Sun, 15 May 2022
I wanted to extract district-wise data on the percentage of women who have a bank account from the Household members (or Persons) Recode state file. I am not sure whether I have set the syntax right; I need clarity on the same :

gen pwt=.
replace pwt= hv005/1000000
svyset hv021 [pw=pwt], strata(hv023)

Since the NFHS-5 sample is a stratified two-stage sample. therefore shouldn't the syntax look like :
svyset hv021 [pw=pwt], strata(hv023) || hhid , strata(hv001)

My understanding is that in the second stage: about 25-30 households are looked after, identifying the villages ( in the first stage)

However, I have no experience working on NFHS data sets, so I am not sure what's the right thing to do. Kindly help me and respond to it as soon as anyone can.

Thank you for your help.
Thu, 19 May 2022
Following is response from DHS Research & Data Analysis Director, Tom Pullum:

First, for pweights you do not need to divide hv005 by 1000000. Many people do this, but it is not necessary because Stata automatically re-scales pweights to have a mean of 1.

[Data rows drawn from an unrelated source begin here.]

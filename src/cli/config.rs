//! PPCC configuration file handling
//!
//! The operator config is TOML. It names the seed, the depth bound and one
//! TGF graph file per telecom; the telecom's position in `[[telecoms]]` is
//! its index in warrants. Relative graph paths resolve against the config
//! file's directory.

use ppcc::frontier::DEFAULT_FRONTIER_CAPACITY;
use ppcc::graph::{split_by_owner, to_tgf, OwnerPair};
use ppcc::protocol::{RoundConfig, SignaturePolicy};
use serde::{Deserialize, Serialize};
use std::fs;
use std::path::{Path, PathBuf};
use std::time::Duration;
use thiserror::Error;

/// Default log level
const DEFAULT_LOG_LEVEL: &str = "info";

/// Default round deadline, as written in config files
const DEFAULT_TIMEOUT: &str = "30s";

const DEFAULT_MAX_DEPTH: u32 = 2;

/// Directory, next to the config, that holds the demo graphs
const GRAPH_DIR: &str = "graphs";

/// Configuration errors
#[derive(Debug, Error)]
pub enum ConfigError {
    #[error("Failed to read config file '{path}': {reason}")]
    Read { path: String, reason: String },

    #[error("Failed to parse config file '{path}': {reason}")]
    Parse { path: String, reason: String },

    #[error("Failed to write '{path}': {reason}")]
    Write { path: String, reason: String },

    #[error("Failed to serialize config: {0}")]
    Serialize(String),

    #[error("Invalid timeout '{value}': {reason}")]
    Timeout { value: String, reason: String },

    #[error("Invalid config: {0}")]
    Invalid(String),
}

/// PPCC operator configuration
#[derive(Debug, Clone, PartialEq, Serialize, Deserialize)]
pub struct PpccConfig {
    pub round: RoundSettings,

    /// One entry per telecom, in index order
    #[serde(default)]
    pub telecoms: Vec<TelecomEntry>,

    #[serde(default)]
    pub logging: LoggingConfig,
}

/// Round parameters
#[derive(Debug, Clone, PartialEq, Serialize, Deserialize)]
pub struct RoundSettings {
    /// Identifier the chain starts from
    pub seed: String,

    /// Index of the telecom owning the seed
    #[serde(default)]
    pub seed_owner: usize,

    #[serde(default = "default_max_depth")]
    pub max_depth: u32,

    /// Round deadline in humantime form ("30s", "2m"); "0s" waits forever
    #[serde(default = "default_timeout")]
    pub timeout: String,

    #[serde(default)]
    pub signature_policy: SignaturePolicy,

    #[serde(default = "default_frontier_capacity")]
    pub frontier_capacity: usize,
}

/// A telecom's graph partition
#[derive(Debug, Clone, PartialEq, Serialize, Deserialize)]
pub struct TelecomEntry {
    /// TGF file with this telecom's subgraph
    pub graph: PathBuf,
}

/// Logging configuration
#[derive(Debug, Clone, PartialEq, Serialize, Deserialize)]
pub struct LoggingConfig {
    /// Log level (trace, debug, info, warn, error); `RUST_LOG` wins if set
    #[serde(default = "default_log_level")]
    pub level: String,
}

fn default_max_depth() -> u32 {
    DEFAULT_MAX_DEPTH
}

fn default_timeout() -> String {
    DEFAULT_TIMEOUT.to_string()
}

fn default_frontier_capacity() -> usize {
    DEFAULT_FRONTIER_CAPACITY
}

fn default_log_level() -> String {
    DEFAULT_LOG_LEVEL.to_string()
}

impl Default for LoggingConfig {
    fn default() -> Self {
        Self {
            level: DEFAULT_LOG_LEVEL.to_string(),
        }
    }
}

impl PpccConfig {
    /// Create a configuration for `seed` over the given graph files
    #[cfg(test)]
    pub fn new(seed: impl Into<String>, graphs: Vec<PathBuf>) -> Self {
        Self {
            round: RoundSettings {
                seed: seed.into(),
                seed_owner: 0,
                max_depth: DEFAULT_MAX_DEPTH,
                timeout: default_timeout(),
                signature_policy: SignaturePolicy::default(),
                frontier_capacity: DEFAULT_FRONTIER_CAPACITY,
            },
            telecoms: graphs
                .into_iter()
                .map(|graph| TelecomEntry { graph })
                .collect(),
            logging: LoggingConfig::default(),
        }
    }

    /// Load configuration from a TOML file
    ///
    /// Relative graph paths come back resolved against the file's directory.
    pub fn load(path: &Path) -> Result<Self, ConfigError> {
        let contents = fs::read_to_string(path).map_err(|e| ConfigError::Read {
            path: path.display().to_string(),
            reason: e.to_string(),
        })?;

        let mut config: PpccConfig = toml::from_str(&contents).map_err(|e| ConfigError::Parse {
            path: path.display().to_string(),
            reason: e.to_string(),
        })?;

        let base = path.parent().unwrap_or_else(|| Path::new("."));
        for telecom in &mut config.telecoms {
            if telecom.graph.is_relative() {
                telecom.graph = base.join(&telecom.graph);
            }
        }

        config.validate()?;
        Ok(config)
    }

    /// Save configuration to a TOML file
    #[cfg(test)]
    pub fn save(&self, path: &Path) -> Result<(), ConfigError> {
        let contents =
            toml::to_string_pretty(self).map_err(|e| ConfigError::Serialize(e.to_string()))?;
        write_file(path, &contents)
    }

    /// Check the settings a round cannot run without
    pub fn validate(&self) -> Result<(), ConfigError> {
        if self.telecoms.is_empty() {
            return Err(ConfigError::Invalid(
                "at least one [[telecoms]] entry is required".to_string(),
            ));
        }
        if self.round.seed.trim().is_empty() {
            return Err(ConfigError::Invalid("round.seed is empty".to_string()));
        }
        self.timeout()?;
        Ok(())
    }

    /// Parsed round deadline; `None` when set to zero
    pub fn timeout(&self) -> Result<Option<Duration>, ConfigError> {
        let limit = humantime::parse_duration(&self.round.timeout).map_err(|e| {
            ConfigError::Timeout {
                value: self.round.timeout.clone(),
                reason: e.to_string(),
            }
        })?;
        Ok((!limit.is_zero()).then_some(limit))
    }

    /// Driver settings for the protocol
    pub fn round_config(&self) -> Result<RoundConfig, ConfigError> {
        Ok(RoundConfig {
            timeout: self.timeout()?,
            signature_policy: self.round.signature_policy,
            frontier_capacity: self.round.frontier_capacity,
        })
    }

    /// Generate default configuration content as a string with comments
    pub fn generate_default_toml() -> String {
        let telecoms: String = (0..DEMO_TELECOMS)
            .map(|i| format!("[[telecoms]]\ngraph = \"{GRAPH_DIR}/telecom-{i}.tgf\"\n\n"))
            .collect();

        format!(
            r##"# PPCC Configuration
#
# One round chains outward from the seed identifier, breadth-first,
# for at most max_depth hops. Each [[telecoms]] entry is one telecom;
# its position in the list is its index (0, 1, 2, ...).

[round]
# Identifier to start from and the index of the telecom that owns it
seed = "{DEMO_SEED}"
seed_owner = 0

# Hops allowed from the seed (0 returns the seed only)
max_depth = {DEFAULT_MAX_DEPTH}

# Deadline for the whole round ("0s" waits forever)
timeout = "{DEFAULT_TIMEOUT}"

# "enforce" drops queries with a bad signature, "log-only" answers them anyway
signature_policy = "enforce"

# Initial frontier capacity (grows on demand)
frontier_capacity = {DEFAULT_FRONTIER_CAPACITY}

# Graph files in Trivial Graph Format: "identifier owner" node lines,
# a "#" line, then "identifier identifier [weight]" edge lines.
# Relative paths are resolved against this file's directory.
{telecoms}[logging]
# Log level: trace, debug, info, warn, error (RUST_LOG overrides)
level = "{DEFAULT_LOG_LEVEL}"
"##
        )
    }

    /// Create and save a default configuration file plus its demo graphs
    pub fn create_default(config_path: &Path) -> Result<(), ConfigError> {
        let base = config_path.parent().unwrap_or_else(|| Path::new("."));
        for (i, subgraph) in demo_subgraphs().iter().enumerate() {
            let graph_path = base.join(GRAPH_DIR).join(format!("telecom-{i}.tgf"));
            write_file(&graph_path, &to_tgf(subgraph))?;
        }

        write_file(config_path, &Self::generate_default_toml())
    }
}

const DEMO_TELECOMS: usize = 3;
const DEMO_SEED: &str = "15550100";

/// Demo graph: a chain across three telecoms with a branch at the end.
///
/// ```text
/// 15550100(0) - 15550101(1) - 15550102(2) - 15550103(0)
///                                   \
///                                    15550104(1)
/// ```
fn demo_subgraphs() -> Vec<ppcc::graph::LocalSubgraph> {
    let nodes = [
        OwnerPair::new(DEMO_SEED, 0),
        OwnerPair::new("15550101", 1),
        OwnerPair::new("15550102", 2),
        OwnerPair::new("15550103", 0),
        OwnerPair::new("15550104", 1),
    ];
    let edges = [
        (nodes[0].clone(), nodes[1].clone()),
        (nodes[1].clone(), nodes[2].clone()),
        (nodes[2].clone(), nodes[3].clone()),
        (nodes[2].clone(), nodes[4].clone()),
    ];
    split_by_owner(DEMO_TELECOMS, &nodes, &edges)
}

fn write_file(path: &Path, contents: &str) -> Result<(), ConfigError> {
    let write_error = |e: std::io::Error| ConfigError::Write {
        path: path.display().to_string(),
        reason: e.to_string(),
    };

    // Create parent directory if needed
    if let Some(parent) = path.parent() {
        fs::create_dir_all(parent).map_err(write_error)?;
    }
    fs::write(path, contents).map_err(write_error)
}

/// Get the default config file path
///
/// - Linux: ~/.config/ppcc/config.toml
pub fn default_config_path() -> PathBuf {
    dirs::config_dir()
        .unwrap_or_else(|| PathBuf::from("."))
        .join("ppcc")
        .join("config.toml")
}

#[cfg(test)]
mod tests {
    use super::*;
    use ppcc::graph::read_tgf;
    use tempfile::TempDir;

    #[test]
    fn test_new_config_defaults() {
        let config = PpccConfig::new("A", vec![PathBuf::from("a.tgf")]);

        assert_eq!(config.round.seed, "A");
        assert_eq!(config.round.seed_owner, 0);
        assert_eq!(config.round.max_depth, DEFAULT_MAX_DEPTH);
        assert_eq!(config.round.signature_policy, SignaturePolicy::Enforce);
        assert_eq!(config.logging.level, "info");
    }

    #[test]
    fn test_save_and_load_config() {
        let temp_dir = TempDir::new().unwrap();
        let config_path = temp_dir.path().join("config.toml");
        let graph = temp_dir.path().join("t0.tgf");

        let mut config = PpccConfig::new("A", vec![graph.clone()]);
        config.round.signature_policy = SignaturePolicy::LogOnly;
        config.save(&config_path).unwrap();

        let loaded = PpccConfig::load(&config_path).unwrap();
        assert_eq!(loaded, config);
        assert_eq!(loaded.telecoms[0].graph, graph);
    }

    #[test]
    fn test_relative_graph_paths_resolve_against_config_dir() {
        let temp_dir = TempDir::new().unwrap();
        let config_path = temp_dir.path().join("config.toml");
        fs::write(
            &config_path,
            r#"
[round]
seed = "A"

[[telecoms]]
graph = "graphs/t0.tgf"
"#,
        )
        .unwrap();

        let config = PpccConfig::load(&config_path).unwrap();
        assert_eq!(
            config.telecoms[0].graph,
            temp_dir.path().join("graphs/t0.tgf")
        );
        // Defaults applied
        assert_eq!(config.round.max_depth, DEFAULT_MAX_DEPTH);
        assert_eq!(config.timeout().unwrap(), Some(Duration::from_secs(30)));
        assert_eq!(config.logging.level, "info");
    }

    #[test]
    fn test_timeout_parsing() {
        let mut config = PpccConfig::new("A", vec![PathBuf::from("a.tgf")]);

        config.round.timeout = "2m".to_string();
        assert_eq!(config.timeout().unwrap(), Some(Duration::from_secs(120)));

        config.round.timeout = "0s".to_string();
        assert_eq!(config.timeout().unwrap(), None);

        config.round.timeout = "soon".to_string();
        assert!(matches!(config.timeout(), Err(ConfigError::Timeout { .. })));
    }

    #[test]
    fn test_round_config() {
        let mut config = PpccConfig::new("A", vec![PathBuf::from("a.tgf")]);
        config.round.frontier_capacity = 4;
        config.round.signature_policy = SignaturePolicy::LogOnly;

        let round = config.round_config().unwrap();
        assert_eq!(round.frontier_capacity, 4);
        assert_eq!(round.signature_policy, SignaturePolicy::LogOnly);
        assert_eq!(round.timeout, Some(Duration::from_secs(30)));
    }

    #[test]
    fn test_validate_rejects_missing_telecoms() {
        let config = PpccConfig::new("A", Vec::new());
        assert!(matches!(config.validate(), Err(ConfigError::Invalid(_))));
    }

    #[test]
    fn test_validate_rejects_empty_seed() {
        let config = PpccConfig::new("  ", vec![PathBuf::from("a.tgf")]);
        assert!(matches!(config.validate(), Err(ConfigError::Invalid(_))));
    }

    #[test]
    fn test_load_missing_file() {
        let temp_dir = TempDir::new().unwrap();
        let result = PpccConfig::load(&temp_dir.path().join("absent.toml"));
        assert!(matches!(result, Err(ConfigError::Read { .. })));
    }

    #[test]
    fn test_create_default_config() {
        let temp_dir = TempDir::new().unwrap();
        let config_path = temp_dir.path().join("ppcc").join("config.toml");

        PpccConfig::create_default(&config_path).unwrap();
        assert!(config_path.exists());

        let config = PpccConfig::load(&config_path).unwrap();
        assert_eq!(config.round.seed, DEMO_SEED);
        assert_eq!(config.telecoms.len(), DEMO_TELECOMS);

        for telecom in &config.telecoms {
            assert!(telecom.graph.exists());
            read_tgf(&telecom.graph).unwrap();
        }
        let middle = read_tgf(&config.telecoms[1].graph).unwrap();
        assert!(middle.contains_node(&OwnerPair::new("15550101", 1)));
        assert!(middle.contains_edge(
            &OwnerPair::new("15550102", 2),
            &OwnerPair::new("15550104", 1)
        ));
    }

    #[test]
    fn test_generate_default_toml() {
        let toml = PpccConfig::generate_default_toml();

        assert!(toml.contains("seed = \"15550100\""));
        assert!(toml.contains("graph = \"graphs/telecom-2.tgf\""));
        assert!(toml.contains("signature_policy = \"enforce\""));
        assert!(toml.contains("[logging]"));
        assert!(toml.contains(r##"a "#" line"##));

        let parsed: PpccConfig = toml::from_str(&toml).unwrap();
        assert_eq!(parsed.round.seed, DEMO_SEED);
        assert_eq!(parsed.telecoms.len(), DEMO_TELECOMS);
        assert_eq!(parsed.logging.level, DEFAULT_LOG_LEVEL);
    }

    #[test]
    fn test_default_config_path() {
        let path = default_config_path();
        assert!(path.ends_with("ppcc/config.toml"));
    }
}
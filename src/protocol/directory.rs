//! Public key directory shared by all participants.
//!
//! Key distribution happens before a round starts; the protocol assumes
//! every node already holds this directory and its own secret keys.

use super::error::{ProtocolError, ProtocolResult};
use crate::crypto::{CryptoError, KeyPair, PublicKey, SigningKey, VerifyingKey};

/// Public keys of every participant, indexed by role.
#[derive(Debug, Clone, PartialEq, Eq)]
pub struct KeyDirectory {
    authority: PublicKey,
    authority_verifying_key: VerifyingKey,
    telecoms: Vec<PublicKey>,
}

impl KeyDirectory {
    pub fn new(
        authority: PublicKey,
        authority_verifying_key: VerifyingKey,
        telecoms: Vec<PublicKey>,
    ) -> Self {
        Self {
            authority,
            authority_verifying_key,
            telecoms,
        }
    }

    pub fn authority(&self) -> &PublicKey {
        &self.authority
    }

    /// Pinned verifying key for query signatures.
    pub fn authority_verifying_key(&self) -> &VerifyingKey {
        &self.authority_verifying_key
    }

    /// Encryption key of telecom `index`.
    pub fn telecom(&self, index: usize) -> ProtocolResult<&PublicKey> {
        self.telecoms
            .get(index)
            .ok_or(ProtocolError::InvalidDestination {
                index,
                telecoms: self.telecoms.len(),
            })
    }

    pub fn telecom_count(&self) -> usize {
        self.telecoms.len()
    }
}

/// Secret material for one round, plus the directory built from it.
#[derive(Debug)]
pub struct RoundKeys {
    pub directory: KeyDirectory,
    pub authority: KeyPair,
    pub signing_key: SigningKey,
    pub telecoms: Vec<KeyPair>,
}

impl RoundKeys {
    /// Generate fresh keys for an authority and `telecoms` telecoms.
    pub fn generate(telecoms: usize) -> Result<Self, CryptoError> {
        let authority = KeyPair::generate()?;
        let signing_key = SigningKey::generate()?;
        let telecoms = (0..telecoms)
            .map(|_| KeyPair::generate())
            .collect::<Result<Vec<_>, _>>()?;

        let directory = KeyDirectory::new(
            authority.public(),
            signing_key.verifying_key(),
            telecoms.iter().map(KeyPair::public).collect(),
        );

        Ok(Self {
            directory,
            authority,
            signing_key,
            telecoms,
        })
    }
}
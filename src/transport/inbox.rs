//! Per-kind inbound channels.
//!
//! A participant's dispatch loop selects over one channel per message
//! kind. [`Mailbox`] is the overlay's sending half: it sorts each
//! delivered [`Message`] into the matching channel of the [`Inbox`].

use super::traits::{NodeId, TransportError, TransportResult};
use crate::protocol::messages::{AuthorityQuery, Envelope, Init, Message, Reply, RoundComplete};
use tokio::sync::mpsc;

/// Receiving half, owned by the participant's dispatch loop.
#[derive(Debug)]
pub struct Inbox {
    pub init: mpsc::UnboundedReceiver<Envelope<Init>>,
    pub queries: mpsc::UnboundedReceiver<Envelope<AuthorityQuery>>,
    pub replies: mpsc::UnboundedReceiver<Envelope<Reply>>,
    pub complete: mpsc::UnboundedReceiver<Envelope<RoundComplete>>,
}

/// Sending half, owned by the overlay.
#[derive(Debug, Clone)]
pub struct Mailbox {
    owner: NodeId,
    init: mpsc::UnboundedSender<Envelope<Init>>,
    queries: mpsc::UnboundedSender<Envelope<AuthorityQuery>>,
    replies: mpsc::UnboundedSender<Envelope<Reply>>,
    complete: mpsc::UnboundedSender<Envelope<RoundComplete>>,
}

impl Mailbox {
    /// Create a mailbox for `owner` and its inbox.
    pub fn new(owner: NodeId) -> (Self, Inbox) {
        let (init_tx, init_rx) = mpsc::unbounded_channel();
        let (query_tx, query_rx) = mpsc::unbounded_channel();
        let (reply_tx, reply_rx) = mpsc::unbounded_channel();
        let (complete_tx, complete_rx) = mpsc::unbounded_channel();

        let mailbox = Self {
            owner,
            init: init_tx,
            queries: query_tx,
            replies: reply_tx,
            complete: complete_tx,
        };
        let inbox = Inbox {
            init: init_rx,
            queries: query_rx,
            replies: reply_rx,
            complete: complete_rx,
        };
        (mailbox, inbox)
    }

    /// Route `message` into the channel for its kind.
    pub fn deliver(&self, from: NodeId, message: Message) -> TransportResult<()> {
        let delivered = match message {
            Message::Init(m) => self.init.send(Envelope { from, message: m }).is_ok(),
            Message::AuthorityQuery(m) => self.queries.send(Envelope { from, message: m }).is_ok(),
            Message::Reply(m) => self.replies.send(Envelope { from, message: m }).is_ok(),
            Message::RoundComplete(m) => self.complete.send(Envelope { from, message: m }).is_ok(),
        };

        if delivered {
            Ok(())
        } else {
            Err(TransportError::Closed(self.owner))
        }
    }
}

#[cfg(test)]
mod tests {
    use super::*;

    #[tokio::test]
    async fn test_deliver_routes_by_kind() {
        let (mailbox, mut inbox) = Mailbox::new(NodeId(0));

        mailbox.deliver(NodeId(0), Init {}.into()).unwrap();
        mailbox.deliver(NodeId(2), RoundComplete {}.into()).unwrap();

        let init = inbox.init.recv().await.unwrap();
        assert_eq!(init.from, NodeId(0));

        let complete = inbox.complete.recv().await.unwrap();
        assert_eq!(complete.from, NodeId(2));

        assert!(inbox.queries.try_recv().is_err());
        assert!(inbox.replies.try_recv().is_err());
    }

    #[tokio::test]
    async fn test_deliver_after_inbox_dropped() {
        let (mailbox, inbox) = Mailbox::new(NodeId(4));
        drop(inbox);

        let result = mailbox.deliver(NodeId(0), Init {}.into());
        assert_eq!(result, Err(TransportError::Closed(NodeId(4))));
    }

    #[tokio::test]
    async fn test_per_kind_order_is_preserved() {
        let (mailbox, mut inbox) = Mailbox::new(NodeId(0));
        for i in 0..5 {
            mailbox.deliver(NodeId(i), Init {}.into()).unwrap();
        }
        for i in 0..5 {
            assert_eq!(inbox.init.recv().await.unwrap().from, NodeId(i));
        }
    }
}
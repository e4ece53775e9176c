use clap::{Parser, Subcommand};

pub mod config;
pub mod init_config;
pub mod logging;
pub mod run;
pub mod version;

#[derive(Parser)]
#[command(name = "ppcc")]
#[command(version = env!("CARGO_PKG_VERSION"))]
#[command(about = "Privacy-preserving contact chaining", long_about = None)]
pub struct Cli {
    #[command(subcommand)]
    pub command: Commands,
}

#[derive(Subcommand)]
pub enum Commands {
    /// Write a commented default config and demo graphs
    InitConfig {
        /// Where to write the config (default: ~/.config/ppcc/config.toml)
        #[arg(long)]
        output: Option<String>,

        /// Overwrite an existing config file
        #[arg(long)]
        force: bool,
    },

    /// Run one contact-chaining round
    Run {
        /// Path to config file (default: ~/.config/ppcc/config.toml)
        #[arg(long)]
        config: Option<String>,

        /// Seed identifier (overrides round.seed)
        #[arg(long)]
        seed: Option<String>,

        /// Index of the telecom owning the seed (overrides round.seed_owner)
        #[arg(long)]
        owner: Option<usize>,

        /// Maximum hops from the seed (overrides round.max_depth)
        #[arg(long)]
        depth: Option<u32>,

        /// Print the result as JSON
        #[arg(long)]
        json: bool,
    },

    /// Display version information
    Version,
}

pub async fn execute(cli: Cli) -> Result<(), Box<dyn std::error::Error>> {
    match cli.command {
        Commands::InitConfig { output, force } => init_config::execute(output, force),
        Commands::Run {
            config,
            seed,
            owner,
            depth,
            json,
        } => {
            let overrides = run::RunOverrides {
                seed,
                seed_owner: owner,
                max_depth: depth,
            };
            run::execute(config, overrides, json).await
        }
        Commands::Version => {
            version::execute();
            Ok(())
        }
    }
}

#[cfg(test)]
mod tests {
    use super::*;

    #[test]
    fn test_cli_parse_init_config() {
        let cli = Cli::parse_from(["ppcc", "init-config", "--output", "/tmp/ppcc.toml"]);

        match cli.command {
            Commands::InitConfig { output, force } => {
                assert_eq!(output, Some("/tmp/ppcc.toml".to_string()));
                assert!(!force);
            }
            _ => panic!("Expected InitConfig command"),
        }
    }

    #[test]
    fn test_cli_parse_run_defaults() {
        let cli = Cli::parse_from(["ppcc", "run"]);

        match cli.command {
            Commands::Run {
                config,
                seed,
                owner,
                depth,
                json,
            } => {
                assert_eq!(config, None);
                assert_eq!(seed, None);
                assert_eq!(owner, None);
                assert_eq!(depth, None);
                assert!(!json);
            }
            _ => panic!("Expected Run command"),
        }
    }

    #[test]
    fn test_cli_parse_run_with_all_options() {
        let cli = Cli::parse_from([
            "ppcc",
            "run",
            "--config",
            "/etc/ppcc/config.toml",
            "--seed",
            "15550100",
            "--owner",
            "2",
            "--depth",
            "3",
            "--json",
        ]);

        match cli.command {
            Commands::Run {
                config,
                seed,
                owner,
                depth,
                json,
            } => {
                assert_eq!(config, Some("/etc/ppcc/config.toml".to_string()));
                assert_eq!(seed, Some("15550100".to_string()));
                assert_eq!(owner, Some(2));
                assert_eq!(depth, Some(3));
                assert!(json);
            }
            _ => panic!("Expected Run command"),
        }
    }

    #[test]
    fn test_cli_rejects_negative_depth() {
        assert!(Cli::try_parse_from(["ppcc", "run", "--depth", "-1"]).is_err());
    }

    #[test]
    fn test_cli_parse_version() {
        let cli = Cli::parse_from(["ppcc", "version"]);
        assert!(matches!(cli.command, Commands::Version));
    }
}
use super::config::{default_config_path, PpccConfig};
use super::logging::init_logging;
use ppcc::graph::read_tgf;
use ppcc::protocol::{ChainOutput, Round, Topology};
use std::path::PathBuf;

/// Command-line overrides for the `[round]` section
#[derive(Debug, Default, Clone)]
pub struct RunOverrides {
    pub seed: Option<String>,
    pub seed_owner: Option<usize>,
    pub max_depth: Option<u32>,
}

/// Run one contact-chaining round
///
/// ## Configuration Loading
///
/// 1. `--config` flag if provided
/// 2. Default config at `~/.config/ppcc/config.toml`
///
/// If the config file doesn't exist, a default one is generated together
/// with a small demo graph, so a first `ppcc run` works out of the box.
pub async fn execute(
    config_path: Option<String>,
    overrides: RunOverrides,
    json: bool,
) -> Result<(), Box<dyn std::error::Error>> {
    let config_path = config_path
        .map(PathBuf::from)
        .unwrap_or_else(default_config_path);

    if !config_path.exists() {
        eprintln!("📝 No config file found. Creating default configuration...");
        PpccConfig::create_default(&config_path)?;
        eprintln!("   Created: {}", config_path.display());
    }

    let mut config = PpccConfig::load(&config_path)?;
    apply_overrides(&mut config, overrides);
    init_logging(&config.logging);

    let output = run_round(&config).await?;

    if json {
        println!("{}", serde_json::to_string_pretty(&output)?);
    } else {
        print_summary(&config, &output);
    }
    Ok(())
}

fn apply_overrides(config: &mut PpccConfig, overrides: RunOverrides) {
    if let Some(seed) = overrides.seed {
        config.round.seed = seed;
    }
    if let Some(owner) = overrides.seed_owner {
        config.round.seed_owner = owner;
    }
    if let Some(depth) = overrides.max_depth {
        config.round.max_depth = depth;
    }
}

/// Load every telecom graph and run the configured round
pub async fn run_round(config: &PpccConfig) -> Result<ChainOutput, Box<dyn std::error::Error>> {
    let subgraphs = config
        .telecoms
        .iter()
        .map(|telecom| read_tgf(&telecom.graph))
        .collect::<Result<Vec<_>, _>>()?;

    let topology = Topology::new(subgraphs)?;
    let round = Round::new(topology, config.round_config()?);
    let output = round
        .run(
            &config.round.seed,
            config.round.seed_owner,
            config.round.max_depth,
        )
        .await?;
    Ok(output)
}

fn print_summary(config: &PpccConfig, output: &ChainOutput) {
    println!(
        "Seed {} (telecom {}), depth {}: {} identifier(s) reached",
        config.round.seed,
        config.round.seed_owner,
        config.round.max_depth,
        output.len()
    );
    for identifier in &output.identifiers {
        println!("  {}", identifier);
    }
    println!(
        "{} queries, {} replies, {} messages ({} bytes)",
        output.queries, output.replies, output.messages, output.bytes
    );
}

Second, you do not need a multi-level version of svyset. Your first version of svyset is sufficient.

Third, the clusters and strata were numbered separately in each state. You need commands such as "egen cluster_id=group(v021 v024)" and "egen stratum_id=group(v023 v024)".

Then "svyset cluster_id [pw=hv005], strata(stratum_id)" should be correct for svyset.